▸ TRY IT:
The result should be every line in the data below that carries the string "LedgerConfig".

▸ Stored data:
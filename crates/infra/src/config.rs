//! Ledger configuration.

use std::str::FromStr;
use std::time::Duration;

use anyhow::Context;

use crate::reporting::LowStockReportRunner;

pub const LOW_STOCK_THRESHOLD_VAR: &str = "ARKA_LOW_STOCK_THRESHOLD";
pub const REPORT_INTERVAL_SECS_VAR: &str = "ARKA_REPORT_INTERVAL_SECS";
pub const REPORT_MAX_RETRIES_VAR: &str = "ARKA_REPORT_MAX_RETRIES";
pub const REPORT_BACKOFF_MS_VAR: &str = "ARKA_REPORT_BACKOFF_MS";

#[derive(Debug, Clone, PartialEq, Eq)]
pub struct LedgerConfig {
    /// Products strictly below this quantity are reported.
    pub low_stock_threshold: i64,
    pub report_interval: Duration,
    pub report_max_retries: u32,
    pub report_base_backoff: Duration,
}

impl Default for LedgerConfig {
    fn default() -> Self {
        Self {
            low_stock_threshold: 10,
            report_interval: Duration::from_secs(15 * 60),
            report_max_retries: 5,
            report_base_backoff: Duration::from_millis(250),
        }
    }
}

impl LedgerConfig {
    /// Load from `ARKA_*` environment variables; unset ones keep the default.
    pub fn from_env() -> anyhow::Result<Self> {
        Self::from_lookup(|key| std::env::var(key).ok())
    }

    pub fn from_lookup<F>(lookup: F) -> anyhow::Result<Self>
    where
        F: Fn(&str) -> Option<String>,
    {
        let mut cfg = Self::default();

        if let Some(v) = parse::<i64, _>(&lookup, LOW_STOCK_THRESHOLD_VAR)? {
            cfg.low_stock_threshold = v;
        }
        if let Some(v) = parse::<u64, _>(&lookup, REPORT_INTERVAL_SECS_VAR)? {
            anyhow::ensure!(v > 0, "{REPORT_INTERVAL_SECS_VAR} must be positive");
            cfg.report_interval = Duration::from_secs(v);
        }
        if let Some(v) = parse::<u32, _>(&lookup, REPORT_MAX_RETRIES_VAR)? {
            cfg.report_max_retries = v;
        }
        if let Some(v) = parse::<u64, _>(&lookup, REPORT_BACKOFF_MS_VAR)? {
            cfg.report_base_backoff = Duration::from_millis(v);
        }

        Ok(cfg)
    }

    pub fn report_runner(&self) -> LowStockReportRunner {
        LowStockReportRunner {
            threshold: self.low_stock_threshold,
            interval: self.report_interval,
            max_retries: self.report_max_retries,
            base_backoff: self.report_base_backoff,
        }
    }
}

fn parse<T, F>(lookup: &F, key: &str) -> anyhow::Result<Option<T>>
where
    T: FromStr,
    T::Err: std::error::Error + Send + Sync + 'static,
    F: Fn(&str) -> Option<String>,
{
    match lookup(key) {
        None => Ok(None),
        Some(raw) => raw
            .trim()
            .parse::<T>()
            .map(Some)
            .with_context(|| format!("invalid value for {key}: {raw:?}")),
    }
}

▸ TASK RESULT:
pub struct LedgerConfig {
impl Default for LedgerConfig {
impl LedgerConfig {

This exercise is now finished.